Problem >> For the word "metadata", state how many lines of the records include it, with no other text.

:: Data under study ::

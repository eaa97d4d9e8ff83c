//! On-disk layout: `<root>/<videoID>/<time>[-live].webp` for images,
//! `<root>/<videoID>/<time>.txt` for titles. Every successful read touches
//! the `last-used` index so the eviction engine can pick victims in
//! ascending-score order.

use std::path::{Path, PathBuf};
use std::time::SystemTime;

use chrono::Utc;
use tokio::fs;
use tracing::warn;

use framecache_kv::KvClient;
use framecache_models::{format_time, VideoId};

use crate::error::StorageResult;

pub const IMAGE_EXT: &str = "webp";
pub const META_EXT: &str = "txt";

/// Files at or below this size are assumed corrupt (e.g. a premiere
/// placeholder) and deleted on discovery.
pub const MIN_IMAGE_BYTES: u64 = 200;

pub const LAST_USED_KEY: &str = "last-used";

/// A thumbnail read from disk, with its optional title.
#[derive(Debug, Clone)]
pub struct ThumbnailRead {
    pub bytes: Vec<u8>,
    pub title: Option<String>,
    /// The frame-aligned timestamp the bytes were found under, so a caller
    /// that didn't know the exact time up front (e.g. `latestThumbnail`)
    /// can still report `X-Timestamp`.
    pub time: f64,
}

#[derive(Clone)]
pub struct ThumbnailStore {
    root: PathBuf,
    kv: KvClient,
}

impl ThumbnailStore {
    pub fn new(root: impl Into<PathBuf>, kv: KvClient) -> Self {
        Self {
            root: root.into(),
            kv,
        }
    }

    pub fn root(&self) -> &Path {
        &self.root
    }

    pub fn video_dir(&self, video_id: &VideoId) -> PathBuf {
        self.root.join(video_id.as_str())
    }

    pub fn image_path(&self, video_id: &VideoId, time: f64, is_livestream: bool) -> PathBuf {
        let suffix = if is_livestream { "-live" } else { "" };
        self.video_dir(video_id)
            .join(format!("{}{}.{}", format_time(time), suffix, IMAGE_EXT))
    }

    pub fn meta_path(&self, video_id: &VideoId, time: f64) -> PathBuf {
        self.video_dir(video_id)
            .join(format!("{}.{}", format_time(time), META_EXT))
    }

    /// Transient MP4 path used while downloading a live-stream's playback URL.
    pub fn live_download_path(&self, video_id: &VideoId, time: f64) -> PathBuf {
        self.video_dir(video_id)
            .join(format!("{}.mp4", format_time(time)))
    }

    pub async fn ensure_video_dir(&self, video_id: &VideoId) -> StorageResult<()> {
        fs::create_dir_all(self.video_dir(video_id)).await?;
        Ok(())
    }

    /// Write the extractor's output. On failure the partial file is removed.
    pub async fn write_image(&self, path: &Path, bytes: &[u8]) -> StorageResult<()> {
        if let Some(parent) = path.parent() {
            fs::create_dir_all(parent).await?;
        }
        if let Err(err) = fs::write(path, bytes).await {
            let _ = fs::remove_file(path).await;
            return Err(err.into());
        }
        Ok(())
    }

    pub async fn write_title(&self, video_id: &VideoId, time: f64, title: &str) -> StorageResult<()> {
        fs::write(self.meta_path(video_id, time), title.as_bytes()).await?;
        Ok(())
    }

    async fn read_title(&self, video_id: &VideoId, time: f64) -> StorageResult<Option<String>> {
        match fs::read_to_string(self.meta_path(video_id, time)).await {
            Ok(s) => Ok(Some(s)),
            Err(e) if e.kind() == std::io::ErrorKind::NotFound => Ok(None),
            Err(e) => Err(e.into()),
        }
    }

    /// Read the cached image; `None` signals a miss (absent or zero bytes).
    pub async fn read_image(
        &self,
        video_id: &VideoId,
        time: f64,
        is_livestream: bool,
    ) -> StorageResult<Option<ThumbnailRead>> {
        let image_path = self.image_path(video_id, time, is_livestream);
        let bytes = match fs::read(&image_path).await {
            Ok(b) => b,
            Err(e) if e.kind() == std::io::ErrorKind::NotFound => return Ok(None),
            Err(e) => return Err(e.into()),
        };
        if bytes.is_empty() {
            return Ok(None);
        }
        let title = self.read_title(video_id, time).await?;
        self.touch_last_used(video_id).await;
        Ok(Some(ThumbnailRead { bytes, title, time }))
    }

    /// Touch the last-used index with the current time for `video_id`.
    /// Non-fatal: a failure here is logged, not propagated.
    pub async fn touch_last_used(&self, video_id: &VideoId) {
        let now = Utc::now().timestamp() as f64;
        if let Err(err) = self.kv.zadd(LAST_USED_KEY, video_id.as_str(), now).await {
            warn!(video_id = %video_id, error = %err, "failed to touch last-used index");
        }
    }

    async fn dir_entries_by_mtime_desc(&self, video_id: &VideoId) -> StorageResult<Vec<PathBuf>> {
        let dir = self.video_dir(video_id);
        let mut read_dir = match fs::read_dir(&dir).await {
            Ok(rd) => rd,
            Err(e) if e.kind() == std::io::ErrorKind::NotFound => return Ok(Vec::new()),
            Err(e) => return Err(e.into()),
        };
        let mut files: Vec<(PathBuf, SystemTime)> = Vec::new();
        while let Some(entry) = read_dir.next_entry().await? {
            let metadata = entry.metadata().await?;
            if metadata.is_file() {
                let modified = metadata
                    .modified()
                    .unwrap_or(std::time::SystemTime::UNIX_EPOCH);
                files.push((entry.path(), modified));
            }
        }
        files.sort_by(|a, b| b.1.cmp(&a.1));
        Ok(files.into_iter().map(|(path, _)| path).collect())
    }

    /// The video's most recent thumbnail. `best-<videoID>` wins if set and
    /// the implied file exists; otherwise prefer the latest `.txt`'s image,
    /// then the latest image file.
    pub async fn latest_thumbnail(
        &self,
        video_id: &VideoId,
        is_livestream: bool,
    ) -> StorageResult<Option<ThumbnailRead>> {
        let best_key = format!("best-{video_id}");
        if let Ok(Some(time_str)) = self.kv.get(&best_key).await {
            if let Ok(time) = time_str.parse::<f64>() {
                if let Some(read) = self.read_image(video_id, time, is_livestream).await? {
                    return Ok(Some(read));
                }
            }
        }

        let files = self.dir_entries_by_mtime_desc(video_id).await?;

        for path in &files {
            if path.extension().and_then(|e| e.to_str()) == Some(META_EXT) {
                if let Some(time) = stem_time(path) {
                    if let Some(read) = self.read_image(video_id, time, is_livestream).await? {
                        return Ok(Some(read));
                    }
                }
            }
        }

        for path in &files {
            if path.extension().and_then(|e| e.to_str()) == Some(IMAGE_EXT) {
                let bytes = fs::read(path).await?;
                if bytes.is_empty() {
                    continue;
                }
                let time = stem_time(path).unwrap_or(0.0);
                let title = if stem_time(path).is_some() {
                    self.read_title(video_id, time).await?
                } else {
                    None
                };
                self.touch_last_used(video_id).await;
                return Ok(Some(ThumbnailRead { bytes, title, time }));
            }
        }

        Ok(None)
    }

    /// Scan for an image whose stem starts with `floor(time*1000)/1000`, to
    /// interoperate with callers that compute `time` at lower precision than
    /// what was stored.
    pub async fn locate_by_truncated_prefix(
        &self,
        video_id: &VideoId,
        time: f64,
    ) -> StorageResult<Option<f64>> {
        let truncated = (time * 1000.0).floor() / 1000.0;
        let prefix = format_time(truncated);
        let dir = self.video_dir(video_id);
        let mut read_dir = match fs::read_dir(&dir).await {
            Ok(rd) => rd,
            Err(e) if e.kind() == std::io::ErrorKind::NotFound => return Ok(None),
            Err(e) => return Err(e.into()),
        };
        while let Some(entry) = read_dir.next_entry().await? {
            let path = entry.path();
            if path.extension().and_then(|e| e.to_str()) != Some(IMAGE_EXT) {
                continue;
            }
            if let Some(stem) = path.file_stem().and_then(|s| s.to_str()) {
                let bare_stem = stem.trim_end_matches("-live");
                if bare_stem.starts_with(&prefix) {
                    if let Ok(found) = bare_stem.parse::<f64>() {
                        return Ok(Some(found));
                    }
                }
            }
        }
        Ok(None)
    }
}

/// Parse the time component out of a `<time>.ext` or `<time>-live.ext` stem.
fn stem_time(path: &Path) -> Option<f64> {
    let stem = path.file_stem()?.to_str()?;
    stem.trim_end_matches("-live").parse::<f64>().ok()
}

#[cfg(test)]
mod tests {
    use super::*;

    #[test]
    fn stem_time_strips_live_suffix() {
        assert_eq!(stem_time(Path::new("/x/17.0-live.webp")), Some(17.0));
        assert_eq!(stem_time(Path::new("/x/17.0.webp")), Some(17.0));
    }

    #[test]
    fn stem_time_rejects_non_numeric_stem() {
        assert_eq!(stem_time(Path::new("/x/best.webp")), None);
    }
}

:::

Solution to this exercise >> 3